(Dataset entries)
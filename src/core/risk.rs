// src/core/risk.rs
use crate::config::RiskConfig;
use crate::types::{DecisionSignal, Direction, MarketSnapshot, RiskAdjustedOrder, SignalAction};
use rand::rngs::StdRng;
use rand::{Rng, SeedableRng};
use rust_decimal::prelude::{FromPrimitive, ToPrimitive};
use rust_decimal::Decimal;
use uuid::Uuid;

/// Floor on normalized volatility so a perfectly flat candle cannot blow
/// up the leverage division.
const VOLATILITY_FLOOR: f64 = 0.001;
/// Stop distance multiplier on the normalized range.
const STOP_WIDTH: f64 = 1.2;
/// Holding window: 60 minutes plus up to 180 more with confidence.
const HOLD_BASE_MINUTES: f64 = 60.0;
const HOLD_CONFIDENCE_MINUTES: f64 = 180.0;

/// Converts a decision signal and a market snapshot into a sized order, or
/// refuses. The win-rate estimate is the only random input; it comes from
/// an owned seedable generator so a seeded run sizes identically every
/// time.
pub struct RiskSizer {
    max_portfolio_risk: f64,
    max_leverage: f64,
    rng: StdRng,
}

impl RiskSizer {
    pub fn new(risk: &RiskConfig) -> Self {
        Self {
            max_portfolio_risk: risk.max_portfolio_risk,
            max_leverage: risk.max_leverage,
            rng: StdRng::from_os_rng(),
        }
    }

    pub fn with_seed(risk: &RiskConfig, seed: u64) -> Self {
        Self {
            max_portfolio_risk: risk.max_portfolio_risk,
            max_leverage: risk.max_leverage,
            rng: StdRng::seed_from_u64(seed),
        }
    }

    /// Draws the win-rate estimate and sizes an order against current
    /// equity. Returns `None` for hold signals and whenever a sizing guard
    /// refuses the trade; neither is an error.
    pub fn evaluate(
        &mut self,
        decision: &DecisionSignal,
        snapshot: &MarketSnapshot,
        equity: Decimal,
    ) -> Option<RiskAdjustedOrder> {
        if decision.action == SignalAction::Hold {
            return None;
        }
        let win_rate = 0.55 * decision.confidence + 0.45 * self.rng.random::<f64>();
        let reward_risk = 1.5 + decision.confidence;
        self.size_with_estimates(decision, snapshot, equity, win_rate, reward_risk)
    }

    /// Deterministic tail of `evaluate`: Kelly sizing with an explicit
    /// win-rate/reward-risk pair. Exposed so reproducibility tests can
    /// bypass the random draw.
    pub fn size_with_estimates(
        &self,
        decision: &DecisionSignal,
        snapshot: &MarketSnapshot,
        equity: Decimal,
        win_rate: f64,
        reward_risk: f64,
    ) -> Option<RiskAdjustedOrder> {
        let direction = match decision.action {
            SignalAction::Buy => Direction::Long,
            SignalAction::Sell => Direction::Short,
            SignalAction::Hold => return None,
        };

        let candle = &snapshot.ohlcv;
        let close = candle.close;
        if close <= Decimal::ZERO {
            return None;
        }
        let normalized_vol = ((candle.high - candle.low) / close)
            .to_f64()
            .unwrap_or(0.0)
            .max(VOLATILITY_FLOOR);

        let kelly_fraction = (win_rate - (1.0 - win_rate) / reward_risk).clamp(0.0, 1.0);
        let base_risk = (kelly_fraction * decision.position_size).min(self.max_portfolio_risk);
        let risk_budget = equity * Decimal::from_f64(base_risk)?;
        if risk_budget <= Decimal::ZERO {
            return None;
        }

        let leverage = (1.0 / normalized_vol).min(self.max_leverage);
        let notional = risk_budget * Decimal::from_f64(leverage)?;

        let stop_distance = close * Decimal::from_f64(normalized_vol * STOP_WIDTH)?;
        let take_distance = stop_distance * Decimal::from_f64(reward_risk)?;
        let (stop_loss, take_profit) = match direction {
            Direction::Long => (close - stop_distance, close + take_distance),
            Direction::Short => (close + stop_distance, close - take_distance),
        };

        let hold_minutes =
            (HOLD_BASE_MINUTES + decision.confidence * HOLD_CONFIDENCE_MINUTES).round() as u32;

        Some(RiskAdjustedOrder {
            id: Uuid::new_v4(),
            symbol: snapshot.symbol.clone(),
            direction,
            notional,
            leverage,
            stop_loss,
            take_profit,
            hold_minutes,
        })
    }
}
// src/feeds/lighthouse.rs
use crate::feeds::traits::SignalProducer;
use crate::types::{DecisionSignal, MarketSnapshot, SignalAction};
use rand::rngs::StdRng;
use rand::{Rng, SeedableRng};

// Action mix: mostly trading with a meaningful hold share.
const BUY_WEIGHT: f64 = 0.35;
const SELL_WEIGHT: f64 = 0.35;

/// Weighted-random signal layer. Internally just randomness with a small
/// momentum tilt on the sentiment score; it exists to drive the pipeline,
/// not to predict anything.
pub struct LighthouseSignals {
    rng: StdRng,
}

impl LighthouseSignals {
    pub fn new() -> Self {
        Self {
            rng: StdRng::from_os_rng(),
        }
    }

    pub fn with_seed(seed: u64) -> Self {
        Self {
            rng: StdRng::seed_from_u64(seed),
        }
    }
}

impl Default for LighthouseSignals {
    fn default() -> Self {
        Self::new()
    }
}

impl SignalProducer for LighthouseSignals {
    fn name(&self) -> &str {
        "lighthouse"
    }

    fn next_signal(&mut self, snapshot: &MarketSnapshot) -> DecisionSignal {
        let roll = self.rng.random::<f64>();
        let action = if roll < BUY_WEIGHT {
            SignalAction::Buy
        } else if roll < BUY_WEIGHT + SELL_WEIGHT {
            SignalAction::Sell
        } else {
            SignalAction::Hold
        };

        let momentum = if snapshot.ohlcv.close >= snapshot.ohlcv.open {
            0.2
        } else {
            -0.2
        };
        let sentiment_score = (self.rng.random_range(-1.0_f64..1.0) + momentum).clamp(-1.0, 1.0);

        DecisionSignal {
            action,
            confidence: self.rng.random_range(0.25..0.95),
            position_size: self.rng.random_range(0.1..1.0),
            sentiment_score,
        }
    }
}

#[cfg(test)]
mod tests {
    use super::*;
    use crate::types::{ExchangeFeed, Ohlcv};
    use chrono::Utc;
    use rust_decimal::Decimal;

    fn snapshot() -> MarketSnapshot {
        let close = Decimal::from(50_000);
        MarketSnapshot {
            symbol: "BTCUSDT".to_string(),
            ohlcv: Ohlcv {
                open: Decimal::from(49_900),
                high: Decimal::from(50_200),
                low: Decimal::from(49_800),
                close,
                volume: Decimal::from(1_000),
            },
            feeds: vec![ExchangeFeed {
                exchange: "binance".to_string(),
                price: close,
                spread: 0.001,
                volume_24h: Decimal::from(1_000_000),
                funding_rate: 0.0,
            }],
            timestamp: Utc::now(),
        }
    }

    #[test]
    fn signals_stay_in_contract_ranges() {
        let mut signals = LighthouseSignals::with_seed(9);
        let snap = snapshot();
        for _ in 0..500 {
            let decision = signals.next_signal(&snap);
            assert!((0.0..=1.0).contains(&decision.confidence));
            assert!((0.0..=1.0).contains(&decision.position_size));
            assert!((-1.0..=1.0).contains(&decision.sentiment_score));
        }
    }

    #[test]
    fn action_mix_roughly_matches_weights() {
        let mut signals = LighthouseSignals::with_seed(13);
        let snap = snapshot();
        let mut holds = 0;
        let total = 2_000;
        for _ in 0..total {
            if signals.next_signal(&snap).action == SignalAction::Hold {
                holds += 1;
            }
        }
        let hold_share = holds as f64 / total as f64;
        // Expected 0.30 with a generous tolerance for a seeded draw.
        assert!(hold_share > 0.2 && hold_share < 0.4, "hold share {hold_share}");
    }
}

WHAT IS BEING ASKED:
Return, word for word, the lines from the one containing "let mut holds = 0;" through the end of the data above, both ends included, and nothing else.

TASK OUTPUT:
        let mut holds = 0;
        let total = 2_000;
        for _ in 0..total {
            if signals.next_signal(&snap).action == SignalAction::Hold {
                holds += 1;
            }
        }
        let hold_share = holds as f64 / total as f64;
        // Expected 0.30 with a generous tolerance for a seeded draw.
        assert!(hold_share > 0.2 && hold_share < 0.4, "hold share {hold_share}");
    }
}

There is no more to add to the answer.